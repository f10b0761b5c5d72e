//! A rust driver for the HP 6612C 20 V / 2 A power supply.
//!
//! The HP 6612C sits on a GPIB bus, so this driver talks through a [`GpibController`] that can
//! be shared with other instruments on the same bus. The driver re-selects its own address on
//! the bus whenever another device was addressed in between.
//!
//! # Example
//!
//! This example shows the usage via a Prologix GPIB-USB adapter on a serial port.
//! ```no_run
//! use gpibrs::SerialGpib;
//! use hp_6612c::Hp6612c;
//! use measurements::{Current, Voltage};
//!
//! // The port where the GPIB adapter is connected to
//! let port = "/dev/ttyUSB0";
//!
//! // Open the bus and create the power supply driver for GPIB address 5. The instrument is
//! // selected on the bus right away.
//! let bus = SerialGpib::simple(port).expect("Failed to open serial port");
//! let mut psu = Hp6612c::try_new(bus, 5).unwrap();
//!
//! // Query the identity of the instrument
//! println!("{}", psu.get_idn().unwrap());
//!
//! // Program 12 V / 0.5 A, enable the output, and read the measured voltage back
//! psu.set_voltage_current(Voltage::from_volts(12.0), Current::from_amperes(0.5))
//!     .unwrap();
//! psu.set_output_state(true).unwrap();
//! println!("Measured voltage: {}", psu.get_voltage().unwrap());
//! ```

#![warn(missing_docs)]

use std::{
    fmt::Display,
    sync::{Arc, Mutex},
};

use gpibrs::{GpibController, GpibError};

use measurements::{Current, Voltage};

/// The maximum programmable output voltage in volt.
pub const VOLTAGE_MAX_V: f64 = 20.475;

/// The maximum programmable output current in ampere.
pub const CURRENT_MAX_A: f64 = 2.0475;

/// Enum representing the mode the front panel display is in.
///
/// The driver keeps the last mode it set as a local cache and does not query it back from the
/// hardware.
#[derive(Debug, Default, Clone, Copy, PartialEq, Eq)]
pub enum DisplayMode {
    /// The display shows the measured output values.
    #[default]
    Normal,
    /// The display shows a user supplied text.
    Text,
}

impl Display for DisplayMode {
    fn fmt(&self, f: &mut std::fmt::Formatter<'_>) -> std::fmt::Result {
        match self {
            DisplayMode::Normal => write!(f, "normal"),
            DisplayMode::Text => write!(f, "text"),
        }
    }
}

/// A rust driver for the HP 6612C power supply.
///
/// The driver takes any controller that implements the [`GpibController`] trait. Since a GPIB
/// bus multiplexes several instruments over one controller, the driver checks before every
/// command whether the bus is still addressed to its instrument and re-selects it if not. See
/// the top-level documentation for an example on how to use this driver.
pub struct Hp6612c<T: GpibController> {
    bus: Arc<Mutex<T>>,
    address: u8,
    display_mode: DisplayMode,
    addressed: bool,
}

impl<T: GpibController> Hp6612c<T> {
    /// Create a new HP 6612C instance with the given GPIB controller.
    ///
    /// The instrument is selected on the bus and the end-of-response terminator of the adapter
    /// is configured before this function returns.
    ///
    /// # Arguments
    /// * `bus` - A GPIB controller that implements the [`GpibController`] trait.
    /// * `address` - The primary GPIB address of the instrument, 1 to 30.
    pub fn try_new(bus: T, address: u8) -> Result<Self, GpibError> {
        Self::try_new_shared(Arc::new(Mutex::new(bus)), address)
    }

    /// Create a new HP 6612C instance on a controller that is shared with other instruments.
    ///
    /// Use this constructor when several driver instances multiplex one physical bus. Note that
    /// the drivers re-address the bus between public calls, but a single call is not atomic
    /// across its round trips: callers on multiple threads must serialize the public calls
    /// externally.
    ///
    /// # Arguments
    /// * `bus` - The shared GPIB controller.
    /// * `address` - The primary GPIB address of the instrument, 1 to 30.
    pub fn try_new_shared(bus: Arc<Mutex<T>>, address: u8) -> Result<Self, GpibError> {
        let mut instrument = Hp6612c {
            bus,
            address,
            display_mode: DisplayMode::Normal,
            addressed: false,
        };
        instrument.select()?;
        Ok(instrument)
    }

    /// Get the primary GPIB address of this instrument.
    pub fn address(&self) -> u8 {
        self.address
    }

    /// Get the display mode the driver last set.
    ///
    /// This is the local cache, not a hardware query.
    pub fn display_mode(&self) -> DisplayMode {
        self.display_mode
    }

    /// Query the identity of the instrument.
    ///
    /// Returns the `*IDN?` response of the instrument, e.g.,
    /// `HEWLETT-PACKARD,6612C,0,A.01.04`.
    pub fn get_idn(&mut self) -> Result<String, GpibError> {
        self.select()?;
        let mut bus = self.bus.lock().expect("Mutex should not be poisoned");
        bus.get_idn()
    }

    /// Reset the instrument to its default state.
    ///
    /// This clears the error and status registers of the instrument.
    pub fn reset(&mut self) -> Result<(), GpibError> {
        self.sendcmd("*CLS")
    }

    /// Switch the output on or off.
    ///
    /// # Arguments
    /// * `on` - `true` to enable the output, `false` to disable it.
    pub fn set_output_state(&mut self, on: bool) -> Result<(), GpibError> {
        self.sendcmd(if on { "OUTP ON" } else { "OUTP OFF" })
    }

    /// Get the output state.
    ///
    /// Returns `true` if the output is enabled, otherwise `false`.
    pub fn get_output_state(&mut self) -> Result<bool, GpibError> {
        Ok(self.query("OUTP?")? == "1")
    }

    /// Set the output voltage.
    ///
    /// The value is rejected locally, without any bus traffic, if it is outside the range of 0
    /// to 20.475 V that the instrument can program.
    ///
    /// # Arguments
    /// * `voltage` - The voltage to program.
    pub fn set_voltage(&mut self, voltage: Voltage) -> Result<(), GpibError> {
        let volts = check_voltage(&voltage)?;
        self.sendcmd(&format!("VOLT {volts:.3}"))
    }

    /// Return the measured output voltage.
    pub fn get_voltage(&mut self) -> Result<Voltage, GpibError> {
        let resp = self.query("MEAS:VOLT?")?;
        let val = resp
            .trim()
            .parse::<f64>()
            .map_err(|_| GpibError::ResponseParseError(resp))?;
        Ok(Voltage::from_volts(val))
    }

    /// Set the output current limit.
    ///
    /// The value is rejected locally, without any bus traffic, if it is outside the range of 0
    /// to 2.0475 A that the instrument can program.
    ///
    /// # Arguments
    /// * `current` - The current to program.
    pub fn set_current(&mut self, current: Current) -> Result<(), GpibError> {
        let amps = check_current(&current)?;
        self.sendcmd(&format!("CURR {amps:.3}"))
    }

    /// Return the measured output current.
    pub fn get_current(&mut self) -> Result<Current, GpibError> {
        let resp = self.query("MEAS:CURR?")?;
        let val = resp
            .trim()
            .parse::<f64>()
            .map_err(|_| GpibError::ResponseParseError(resp))?;
        Ok(Current::from_amperes(val))
    }

    /// Set the output voltage and current limit with a single command.
    ///
    /// Both values are range checked before anything goes out on the bus; if either is out of
    /// range, nothing is sent.
    ///
    /// # Arguments
    /// * `voltage` - The voltage to program.
    /// * `current` - The current to program.
    pub fn set_voltage_current(
        &mut self,
        voltage: Voltage,
        current: Current,
    ) -> Result<(), GpibError> {
        let volts = check_voltage(&voltage)?;
        let amps = check_current(&current)?;
        self.sendcmd(&format!("VOLT {volts:.3};CURR {amps:.3}"))
    }

    /// Switch the front panel display on or off.
    ///
    /// # Arguments
    /// * `on` - `true` to switch the display on, `false` to switch it off.
    pub fn set_display_state(&mut self, on: bool) -> Result<(), GpibError> {
        self.sendcmd(if on { "DISP:STATE ON" } else { "DISP:STATE OFF" })
    }

    /// Set the display to normal mode, showing the measured output values.
    pub fn set_display_normal(&mut self) -> Result<(), GpibError> {
        self.sendcmd("DISP:MODE NORM")?;
        self.display_mode = DisplayMode::Normal;
        Ok(())
    }

    /// Set a custom text on the display.
    ///
    /// The display fits at most 14 characters; longer texts are not rejected here but will be
    /// truncated by the instrument. Double quotes in the text are not escaped. The mode switch
    /// to text mode is only sent when the cached display mode is not already
    /// [`DisplayMode::Text`].
    ///
    /// # Arguments
    /// * `text` - The text to show on the display.
    pub fn set_display_text(&mut self, text: &str) -> Result<(), GpibError> {
        if self.display_mode != DisplayMode::Text {
            self.sendcmd("DISP:MODE TEXT")?;
            self.display_mode = DisplayMode::Text;
        }
        self.sendcmd(&format!("DISP:TEXT \"{text}\""))
    }

    /// Get the custom text currently on the display.
    ///
    /// The instrument replies with the text in double quotes; all double quotes are stripped
    /// from the reply.
    pub fn get_display_text(&mut self) -> Result<String, GpibError> {
        Ok(self.query("DISP:TEXT?")?.replace('"', ""))
    }

    /// Get the oldest entry from the error queue of the instrument.
    ///
    /// Returns the raw reply, e.g., `+0,"No error"`.
    pub fn get_error(&mut self) -> Result<String, GpibError> {
        self.query("SYST:ERR?")
    }

    /// Return the instrument to local mode, re-enabling the front panel controls.
    pub fn local(&mut self) -> Result<(), GpibError> {
        self.select()?;
        let mut bus = self.bus.lock().expect("Mutex should not be poisoned");
        bus.local()
    }

    /// Ensure the bus is addressed to this instrument before a command goes out.
    ///
    /// The bus can only be addressed to one device at a time. Whenever another device was
    /// selected in between, or this is the first command of this driver instance, the
    /// instrument is selected and the end-of-response terminator of the adapter is configured.
    /// The first-time flag is only cleared once both commands went through.
    fn select(&mut self) -> Result<(), GpibError> {
        let mut bus = self.bus.lock().expect("Mutex should not be poisoned");
        if bus.current_address() != Some(self.address) || !self.addressed {
            bus.set_address(self.address)?;
            bus.sendcmd("++eor 2")?;
            self.addressed = true;
        }
        Ok(())
    }

    /// Send a command to the instrument.
    fn sendcmd(&mut self, cmd: &str) -> Result<(), GpibError> {
        self.select()?;
        let mut bus = self.bus.lock().expect("Mutex should not be poisoned");
        bus.sendcmd(cmd)
    }

    /// Query the instrument with a command and return the response as a String.
    fn query(&mut self, cmd: &str) -> Result<String, GpibError> {
        self.sendcmd(cmd)?;
        let mut bus = self.bus.lock().expect("Mutex should not be poisoned");
        bus.query("++read")
    }
}

impl<T: GpibController> Display for Hp6612c<T> {
    fn fmt(&self, f: &mut std::fmt::Formatter<'_>) -> std::fmt::Result {
        write!(f, "HP 6612C address: {}", self.address)
    }
}

/// Range check a voltage setpoint and return it as volt.
fn check_voltage(voltage: &Voltage) -> Result<f64, GpibError> {
    let volts = voltage.as_volts();
    if !(0.0..=VOLTAGE_MAX_V).contains(&volts) {
        return Err(GpibError::FloatValueOutOfRange {
            value: volts,
            min: 0.0,
            max: VOLTAGE_MAX_V,
        });
    }
    Ok(volts)
}

/// Range check a current setpoint and return it as ampere.
fn check_current(current: &Current) -> Result<f64, GpibError> {
    let amps = current.as_amperes();
    if !(0.0..=CURRENT_MAX_A).contains(&amps) {
        return Err(GpibError::FloatValueOutOfRange {
            value: amps,
            min: 0.0,
            max: CURRENT_MAX_A,
        });
    }
    Ok(amps)
}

→ Task requirements: For each line in the entries that contains the string "through", make a copy.

→ Solution to the exercise:
//! The HP 6612C sits on a GPIB bus, so this driver talks through a [`GpibController`] that can
    /// The first-time flag is only cleared once both commands went through.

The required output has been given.